▸ **What you should do**
For the material below, count each line where the string "caps" appears, then return the total alone.

▸ **The records**
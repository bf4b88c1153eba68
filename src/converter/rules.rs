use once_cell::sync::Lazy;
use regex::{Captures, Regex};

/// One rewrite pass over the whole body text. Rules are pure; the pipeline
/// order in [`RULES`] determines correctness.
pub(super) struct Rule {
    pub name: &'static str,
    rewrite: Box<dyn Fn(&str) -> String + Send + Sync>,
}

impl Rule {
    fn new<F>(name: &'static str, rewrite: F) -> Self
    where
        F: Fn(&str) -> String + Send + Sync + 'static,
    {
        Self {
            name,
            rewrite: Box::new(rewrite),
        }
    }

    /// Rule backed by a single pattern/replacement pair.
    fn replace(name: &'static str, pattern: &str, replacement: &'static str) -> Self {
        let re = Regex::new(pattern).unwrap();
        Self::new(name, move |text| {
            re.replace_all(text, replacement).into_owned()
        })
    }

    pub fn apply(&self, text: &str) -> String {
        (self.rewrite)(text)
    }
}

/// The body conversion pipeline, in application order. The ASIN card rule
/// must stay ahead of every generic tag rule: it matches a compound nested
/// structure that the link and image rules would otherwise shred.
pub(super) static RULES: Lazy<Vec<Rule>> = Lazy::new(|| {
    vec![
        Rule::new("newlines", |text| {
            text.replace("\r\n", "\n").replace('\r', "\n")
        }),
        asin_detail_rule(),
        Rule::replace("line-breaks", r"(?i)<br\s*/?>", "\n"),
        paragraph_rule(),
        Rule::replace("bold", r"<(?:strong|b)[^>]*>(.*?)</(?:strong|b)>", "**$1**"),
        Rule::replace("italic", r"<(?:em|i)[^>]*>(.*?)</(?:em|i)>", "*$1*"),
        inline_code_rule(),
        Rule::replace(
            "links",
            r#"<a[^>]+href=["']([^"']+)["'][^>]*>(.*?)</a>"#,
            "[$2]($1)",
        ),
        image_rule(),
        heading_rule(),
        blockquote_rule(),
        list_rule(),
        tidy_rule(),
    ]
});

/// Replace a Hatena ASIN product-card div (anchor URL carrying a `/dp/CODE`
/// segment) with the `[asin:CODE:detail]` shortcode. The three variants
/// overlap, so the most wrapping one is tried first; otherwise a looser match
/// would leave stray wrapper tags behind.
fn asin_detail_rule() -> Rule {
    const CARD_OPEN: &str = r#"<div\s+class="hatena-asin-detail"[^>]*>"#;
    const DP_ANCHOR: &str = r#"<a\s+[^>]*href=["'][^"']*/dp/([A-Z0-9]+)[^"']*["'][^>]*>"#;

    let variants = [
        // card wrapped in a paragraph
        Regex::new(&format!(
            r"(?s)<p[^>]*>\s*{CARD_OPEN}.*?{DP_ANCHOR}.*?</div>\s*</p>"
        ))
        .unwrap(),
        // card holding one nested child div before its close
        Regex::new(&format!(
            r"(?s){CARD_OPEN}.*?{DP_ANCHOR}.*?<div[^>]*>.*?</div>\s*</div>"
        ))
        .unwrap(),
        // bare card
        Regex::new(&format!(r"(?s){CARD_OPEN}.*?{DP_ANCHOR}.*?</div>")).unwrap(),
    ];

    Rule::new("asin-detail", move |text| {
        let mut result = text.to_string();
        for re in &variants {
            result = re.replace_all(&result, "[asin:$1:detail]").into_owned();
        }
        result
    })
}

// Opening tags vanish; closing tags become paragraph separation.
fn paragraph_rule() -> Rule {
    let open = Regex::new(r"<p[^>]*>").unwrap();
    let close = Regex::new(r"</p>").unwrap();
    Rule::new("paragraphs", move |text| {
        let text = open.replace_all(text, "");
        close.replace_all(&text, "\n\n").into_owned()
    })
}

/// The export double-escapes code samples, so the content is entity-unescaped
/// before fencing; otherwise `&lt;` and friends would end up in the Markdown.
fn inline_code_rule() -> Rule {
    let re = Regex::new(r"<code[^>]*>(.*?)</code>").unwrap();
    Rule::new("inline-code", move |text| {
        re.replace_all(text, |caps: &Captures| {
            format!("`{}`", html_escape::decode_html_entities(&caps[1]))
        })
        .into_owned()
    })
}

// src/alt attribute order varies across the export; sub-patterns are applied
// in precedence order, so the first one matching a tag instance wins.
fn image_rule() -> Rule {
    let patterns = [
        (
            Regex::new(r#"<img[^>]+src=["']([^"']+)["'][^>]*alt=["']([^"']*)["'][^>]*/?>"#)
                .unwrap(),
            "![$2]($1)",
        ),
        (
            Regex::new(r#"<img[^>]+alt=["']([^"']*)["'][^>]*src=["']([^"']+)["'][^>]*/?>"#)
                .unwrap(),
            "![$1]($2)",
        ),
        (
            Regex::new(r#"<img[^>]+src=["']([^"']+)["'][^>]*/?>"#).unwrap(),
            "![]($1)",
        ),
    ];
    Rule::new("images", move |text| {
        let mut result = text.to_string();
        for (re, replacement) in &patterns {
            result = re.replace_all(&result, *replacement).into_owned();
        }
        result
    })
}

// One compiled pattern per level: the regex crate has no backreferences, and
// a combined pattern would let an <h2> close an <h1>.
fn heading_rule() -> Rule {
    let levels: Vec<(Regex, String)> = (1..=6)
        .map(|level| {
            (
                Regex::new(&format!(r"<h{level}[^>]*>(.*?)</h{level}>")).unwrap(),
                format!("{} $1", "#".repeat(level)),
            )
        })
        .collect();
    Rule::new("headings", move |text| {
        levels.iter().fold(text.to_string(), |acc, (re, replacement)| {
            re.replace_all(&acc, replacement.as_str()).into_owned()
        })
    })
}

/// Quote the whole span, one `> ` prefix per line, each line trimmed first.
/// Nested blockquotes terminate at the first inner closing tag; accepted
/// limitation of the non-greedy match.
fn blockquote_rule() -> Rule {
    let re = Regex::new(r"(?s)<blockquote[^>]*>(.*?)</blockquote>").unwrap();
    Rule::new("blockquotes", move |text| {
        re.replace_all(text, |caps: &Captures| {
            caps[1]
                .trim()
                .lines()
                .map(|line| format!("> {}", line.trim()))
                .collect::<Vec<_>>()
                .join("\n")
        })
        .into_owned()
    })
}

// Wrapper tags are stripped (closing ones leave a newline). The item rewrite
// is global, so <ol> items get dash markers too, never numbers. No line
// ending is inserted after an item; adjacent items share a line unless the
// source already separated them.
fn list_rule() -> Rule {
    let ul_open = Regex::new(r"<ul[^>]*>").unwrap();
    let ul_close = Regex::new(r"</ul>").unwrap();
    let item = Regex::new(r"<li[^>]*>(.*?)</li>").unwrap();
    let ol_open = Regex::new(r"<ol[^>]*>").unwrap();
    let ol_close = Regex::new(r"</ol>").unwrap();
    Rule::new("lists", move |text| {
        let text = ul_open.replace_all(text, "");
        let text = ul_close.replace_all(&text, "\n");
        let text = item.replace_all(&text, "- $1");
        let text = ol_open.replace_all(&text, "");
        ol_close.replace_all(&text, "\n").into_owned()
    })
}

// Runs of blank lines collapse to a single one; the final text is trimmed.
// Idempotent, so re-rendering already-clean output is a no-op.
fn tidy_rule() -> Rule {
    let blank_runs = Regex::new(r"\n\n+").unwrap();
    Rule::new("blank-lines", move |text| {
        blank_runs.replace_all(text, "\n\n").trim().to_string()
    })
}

▸ **Problem solution**
4